Siège de Philippsbourg
Guerre de Succession de Pologne · Philippsbourg, Palatinat (Saint-Empire)
Résumé
Le siège de Philippsbourg est l’opération majeure de la campagne de 1734. Après avoir traversé le Rhin, l’armée française encercle la forteresse de Philippsbourg, position-clé sur la rive droite. Le siège est mené avec méthode mais dure plus de deux mois. Le maréchal de Berwick est tué en inspectant les tranchées.

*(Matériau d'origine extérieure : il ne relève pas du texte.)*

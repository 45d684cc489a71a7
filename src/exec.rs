// -*- mode: rust; -*-
//
// This file is part of ec-zvp.
// See LICENSE for licensing information.

//! Formula execution over a pluggable value domain.
//!
//! The same interpreter runs a formula both *concretely* (values are
//! field elements, used to verify candidate points) and *symbolically*
//! (values are multivariate polynomials in the affine input coordinates,
//! used to compute factor sets). The two domains are instances of the
//! [`FormulaField`] trait; the interpreter itself is domain-agnostic and
//! records every intermediate it computes into an [`ExecutionTrace`].
//!
//! Inversion is the one operation whose meaning differs sharply between
//! domains. Concretely it is ordinary field inversion, failing only on
//! zero. Symbolically a non-constant polynomial has no polynomial
//! inverse, so a formula demanding one cannot be traced; the catalog
//! formulas are all inversion-free, and [`SymbolicDomain::inv`] rejects
//! non-constant arguments with [`Error::SymbolicInverse`].

use std::collections::BTreeMap;
use std::fmt;

use num_bigint::BigUint;
use num_traits::Zero;
use tracing::debug;

use crate::errors::Error;
use crate::field::PrimeField;
use crate::formula::{Formula, Op, Operand};
use crate::poly::Poly;

/// A value domain the formula interpreter can run over.
pub trait FormulaField {
    /// The value type of this domain.
    type Element: Clone + PartialEq + fmt::Debug;

    /// Embed a small signed integer constant.
    fn constant(&self, c: i64) -> Self::Element;
    /// `a + b`.
    fn add(&self, a: &Self::Element, b: &Self::Element) -> Self::Element;
    /// `a - b`.
    fn sub(&self, a: &Self::Element, b: &Self::Element) -> Self::Element;
    /// `a * b`.
    fn mul(&self, a: &Self::Element, b: &Self::Element) -> Self::Element;
    /// `a^2`.
    fn sqr(&self, a: &Self::Element) -> Self::Element {
        self.mul(a, a)
    }
    /// `-a`.
    fn neg(&self, a: &Self::Element) -> Self::Element;
    /// `1/a`, where the domain defines it.
    fn inv(&self, a: &Self::Element) -> Result<Self::Element, Error>;
    /// Whether `a` is the domain's zero.
    fn is_zero(&self, a: &Self::Element) -> bool;
}

/// Concrete execution: values are canonical residues in the prime field.
impl FormulaField for PrimeField {
    type Element = BigUint;

    fn constant(&self, c: i64) -> BigUint {
        self.from_i64(c)
    }

    fn add(&self, a: &BigUint, b: &BigUint) -> BigUint {
        PrimeField::add(self, a, b)
    }

    fn sub(&self, a: &BigUint, b: &BigUint) -> BigUint {
        PrimeField::sub(self, a, b)
    }

    fn mul(&self, a: &BigUint, b: &BigUint) -> BigUint {
        PrimeField::mul(self, a, b)
    }

    fn neg(&self, a: &BigUint) -> BigUint {
        PrimeField::neg(self, a)
    }

    fn inv(&self, a: &BigUint) -> Result<BigUint, Error> {
        if a.is_zero() {
            return Err(Error::ZeroInverse);
        }
        Ok(self.invert(a))
    }

    fn is_zero(&self, a: &BigUint) -> bool {
        Zero::is_zero(a)
    }
}

/// Symbolic execution: values are multivariate polynomials whose
/// coefficients live in a concrete prime field, so constants fold and
/// characteristic-dependent cancellations happen during the trace.
#[derive(Clone, Debug)]
pub struct SymbolicDomain {
    field: PrimeField,
}

impl SymbolicDomain {
    /// Symbolic domain with coefficients in `field`.
    pub fn new(field: PrimeField) -> SymbolicDomain {
        SymbolicDomain { field }
    }

    /// The coefficient field.
    pub fn field(&self) -> &PrimeField {
        &self.field
    }
}

impl FormulaField for SymbolicDomain {
    type Element = Poly;

    fn constant(&self, c: i64) -> Poly {
        Poly::constant(&self.field.from_i64(c), &self.field)
    }

    fn add(&self, a: &Poly, b: &Poly) -> Poly {
        a.add(b, &self.field)
    }

    fn sub(&self, a: &Poly, b: &Poly) -> Poly {
        a.sub(b, &self.field)
    }

    fn mul(&self, a: &Poly, b: &Poly) -> Poly {
        a.mul(b, &self.field)
    }

    fn sqr(&self, a: &Poly) -> Poly {
        a.sqr(&self.field)
    }

    fn neg(&self, a: &Poly) -> Poly {
        a.neg(&self.field)
    }

    fn inv(&self, a: &Poly) -> Result<Poly, Error> {
        match a.constant_value() {
            Some(c) if !c.is_zero() => Ok(Poly::constant(&self.field.invert(&c), &self.field)),
            Some(_) => Err(Error::ZeroInverse),
            None => Err(Error::SymbolicInverse),
        }
    }

    fn is_zero(&self, a: &Poly) -> bool {
        a.is_zero()
    }
}

/// The complete record of one formula execution: every intermediate in
/// operation order, plus the declared outputs.
#[derive(Clone, Debug)]
pub struct ExecutionTrace<E> {
    formula: String,
    steps: Vec<(String, E)>,
    outputs: Vec<(String, E)>,
}

impl<E: Clone> ExecutionTrace<E> {
    /// Name of the formula that produced this trace.
    pub fn formula(&self) -> &str {
        &self.formula
    }

    /// The intermediates, in the order the formula computed them.
    pub fn intermediates(&self) -> &[(String, E)] {
        &self.steps
    }

    /// The declared outputs, in declaration order.
    pub fn outputs(&self) -> &[(String, E)] {
        &self.outputs
    }

    /// Look up an output by name.
    pub fn output(&self, name: &str) -> Option<&E> {
        self.outputs.iter().find(|(n, _)| n == name).map(|(_, v)| v)
    }
}

/// Run `formula` over `domain` with the given variable bindings.
///
/// `bindings` must cover every input coordinate and both curve
/// parameters `a` and `b`; a missing name fails with
/// [`Error::UnboundVariable`]. The formula was validated at
/// construction, so the only runtime failures are inversion errors from
/// the domain.
pub fn execute<F: FormulaField>(
    formula: &Formula,
    bindings: &BTreeMap<String, F::Element>,
    domain: &F,
) -> Result<ExecutionTrace<F::Element>, Error> {
    let mut env: BTreeMap<String, F::Element> = BTreeMap::new();
    for name in formula.input_variables() {
        let value = bindings
            .get(&name)
            .ok_or_else(|| Error::UnboundVariable { name: name.clone() })?;
        env.insert(name, value.clone());
    }
    for name in Formula::parameters() {
        let value = bindings
            .get(name)
            .ok_or_else(|| Error::UnboundVariable { name: name.to_owned() })?;
        env.insert(name.to_owned(), value.clone());
    }

    let mut steps = Vec::with_capacity(formula.ops().len());
    for step in formula.ops() {
        let mut args = Vec::with_capacity(step.operands.len());
        for operand in &step.operands {
            match operand {
                Operand::Int(n) => args.push(domain.constant(*n)),
                Operand::Var(name) => {
                    // validation guarantees presence
                    let value = env
                        .get(name)
                        .ok_or_else(|| Error::UnboundVariable { name: name.clone() })?;
                    args.push(value.clone());
                }
            }
        }
        let value = match step.op {
            Op::Add => domain.add(&args[0], &args[1]),
            Op::Sub => domain.sub(&args[0], &args[1]),
            Op::Mul => domain.mul(&args[0], &args[1]),
            Op::Sqr => domain.sqr(&args[0]),
            Op::Inv => domain.inv(&args[0])?,
            Op::Neg => domain.neg(&args[0]),
        };
        env.insert(step.result.clone(), value.clone());
        steps.push((step.result.clone(), value));
    }

    let mut outputs = Vec::with_capacity(formula.outputs().len());
    for name in formula.outputs() {
        let value = env
            .get(name)
            .ok_or_else(|| Error::UnboundVariable { name: name.clone() })?;
        outputs.push((name.clone(), value.clone()));
    }
    debug!(
        formula = %formula.name(),
        steps = steps.len(),
        "formula executed"
    );
    Ok(ExecutionTrace {
        formula: formula.name().to_owned(),
        steps,
        outputs,
    })
}

/// The symbolic bindings of an affine execution: `Zi = 1` and
/// `Xi = xi`, `Yi = yi` for each input point, with the curve parameters
/// left symbolic as `a` and `b`.
pub fn affine_symbolic_bindings(
    formula: &Formula,
    domain: &SymbolicDomain,
) -> BTreeMap<String, Poly> {
    let mut bindings = BTreeMap::new();
    for i in 1..=formula.arity() {
        let [x, y, z] = formula.model().input_variables(i);
        bindings.insert(x, Poly::variable(&format!("x{}", i)));
        bindings.insert(y, Poly::variable(&format!("y{}", i)));
        bindings.insert(z, domain.constant(1));
    }
    bindings.insert("a".to_owned(), Poly::variable("a"));
    bindings.insert("b".to_owned(), Poly::variable("b"));
    bindings
}

#[cfg(test)]
mod test {
    use super::*;
    use crate::formula::{lookup, CoordinateModel, FormulaBuilder};

    fn field() -> PrimeField {
        let p = BigUint::parse_bytes(b"c50de883f0e7b167", 16).unwrap();
        PrimeField::new(p).unwrap()
    }

    #[test]
    fn symbolic_affine_doubling_matches_tangent_line() {
        // For dbl-2007-bl in projective coordinates with Z1 = 1, the
        // output satisfies X3/Z3 = lambda^2 - 2*x1 with
        // lambda = (3*x1^2 + a) / (2*y1). Cross-multiplied:
        // X3 * (2*y1)^2 = (w^2 - 8*x1*y1^2) * s with s = 2*y1, i.e. the
        // projective X3 already equals h*s; sanity-check a concrete
        // instance instead of re-deriving symbolically.
        let f = field();
        let formula = lookup(CoordinateModel::Projective, "dbl-2007-bl").unwrap();
        let domain = SymbolicDomain::new(f.clone());
        let bindings = affine_symbolic_bindings(&formula, &domain);
        let trace = execute(&formula, &bindings, &domain).unwrap();

        // evaluate the symbolic outputs at the generator of the test
        // curve and compare against affine doubling
        let curve = crate::constants::zvp_test_curve().unwrap();
        let (gx, gy) = curve.generator().coordinates().unwrap();
        let mut assign = BTreeMap::new();
        assign.insert("x1".to_owned(), gx.clone());
        assign.insert("y1".to_owned(), gy.clone());
        assign.insert("a".to_owned(), curve.a().clone());
        assign.insert("b".to_owned(), curve.b().clone());

        let x3 = trace.output("X3").unwrap().evaluate(&assign, &f).unwrap();
        let y3 = trace.output("Y3").unwrap().evaluate(&assign, &f).unwrap();
        let z3 = trace.output("sss").unwrap().evaluate(&assign, &f).unwrap();
        assert!(!Zero::is_zero(&z3));

        let doubled = curve.double(curve.generator());
        let (dx, dy) = doubled.coordinates().unwrap();
        let z_inv = f.invert(&z3);
        assert_eq!(&f.mul(&x3, &z_inv), dx);
        assert_eq!(&f.mul(&y3, &z_inv), dy);
    }

    #[test]
    fn jacobian_addition_matches_affine_chord() {
        let f = field();
        let curve = crate::constants::zvp_test_curve().unwrap();
        let formula = lookup(CoordinateModel::Jacobian, "add-1986-cc").unwrap();

        let g = curve.generator();
        let h = curve.mul(&BigUint::from(5u32), g);
        let (gx, gy) = g.coordinates().unwrap();
        let (hx, hy) = h.coordinates().unwrap();

        let mut bindings = BTreeMap::new();
        bindings.insert("X1".to_owned(), gx.clone());
        bindings.insert("Y1".to_owned(), gy.clone());
        bindings.insert("Z1".to_owned(), BigUint::from(1u32));
        bindings.insert("X2".to_owned(), hx.clone());
        bindings.insert("Y2".to_owned(), hy.clone());
        bindings.insert("Z2".to_owned(), BigUint::from(1u32));
        bindings.insert("a".to_owned(), curve.a().clone());
        bindings.insert("b".to_owned(), curve.b().clone());

        let trace = execute(&formula, &bindings, &f).unwrap();
        let x3 = trace.output("X3").unwrap();
        let y3 = trace.output("Y3").unwrap();
        let z3 = trace.output("Z3").unwrap();

        let expected = curve.add(g, &h);
        let (ex, ey) = expected.coordinates().unwrap();
        let zz = f.mul(z3, z3);
        let zzz = f.mul(&zz, z3);
        assert_eq!(&f.mul(ex, &zz), x3);
        assert_eq!(&f.mul(ey, &zzz), y3);
    }

    #[test]
    fn trace_records_every_step_in_order() {
        let f = field();
        let formula = lookup(CoordinateModel::Jacobian, "dbl-2007-bl").unwrap();
        let domain = SymbolicDomain::new(f);
        let bindings = affine_symbolic_bindings(&formula, &domain);
        let trace = execute(&formula, &bindings, &domain).unwrap();
        assert_eq!(trace.intermediates().len(), formula.ops().len());
        assert_eq!(trace.intermediates()[0].0, "XX");
        assert_eq!(trace.outputs().len(), 3);
    }

    #[test]
    fn missing_binding_is_reported() {
        let f = field();
        let formula = lookup(CoordinateModel::Projective, "dbl-2007-bl").unwrap();
        let bindings: BTreeMap<String, BigUint> = BTreeMap::new();
        let err = execute(&formula, &bindings, &f).unwrap_err();
        assert!(matches!(err, Error::UnboundVariable { .. }));
    }

    #[test]
    fn symbolic_inverse_is_rejected() {
        let f = field();
        let formula = FormulaBuilder::new("inv-test", CoordinateModel::Projective, 1)
            .inv("A", "X1")
            .outputs(&["A"])
            .unwrap();
        let domain = SymbolicDomain::new(f.clone());
        let bindings = affine_symbolic_bindings(&formula, &domain);
        let err = execute(&formula, &bindings, &domain).unwrap_err();
        assert_eq!(err, Error::SymbolicInverse);

        // concretely, inversion of a nonzero value succeeds
        let mut concrete = BTreeMap::new();
        concrete.insert("X1".to_owned(), BigUint::from(7u32));
        concrete.insert("Y1".to_owned(), BigUint::from(11u32));
        concrete.insert("Z1".to_owned(), BigUint::from(1u32));
        concrete.insert("a".to_owned(), BigUint::from(1u32));
        concrete.insert("b".to_owned(), BigUint::from(1u32));
        assert!(execute(&formula, &concrete, &f).is_ok());

        concrete.insert("X1".to_owned(), BigUint::from(0u32));
        assert_eq!(execute(&formula, &concrete, &f).unwrap_err(), Error::ZeroInverse);
    }
}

L’assaut final est déclenché sous le commandement du marquis d’Asfeld, et la place tombe le 18 juillet.
Contexte historique
Dans la guerre de Succession de Pologne (1733–1738), la France soutient Stanislas Leszczyński contre Auguste III. Berwick, à 64 ans, commande l'armée du Rhin et assiège Philippsbourg, verrou de la frontière allemande défendu par 7 000 Impériaux sous le comte de Coigny.
Tactiques
Berwick applique les méthodes de Vauban : tranchées parallèles, batteries de siège, sapes. Le 12 juin, un boulet de canon le tue sur le champ de bataille. Noailles poursuit le siège ; les défenseurs, à court de munitions, capitulent après 52 jours de résistance.
Conséquences
La chute de Philippsbourg permet aux Français de menacer le cœur du Saint-Empire. Elle marque un tournant dans la guerre, même si Stanislas devra finalement renoncer à la Pologne en échange du duché de Lorraine. La mort de Berwick, vétéran de nombreuses guerres, est une perte importante pour l’armée française.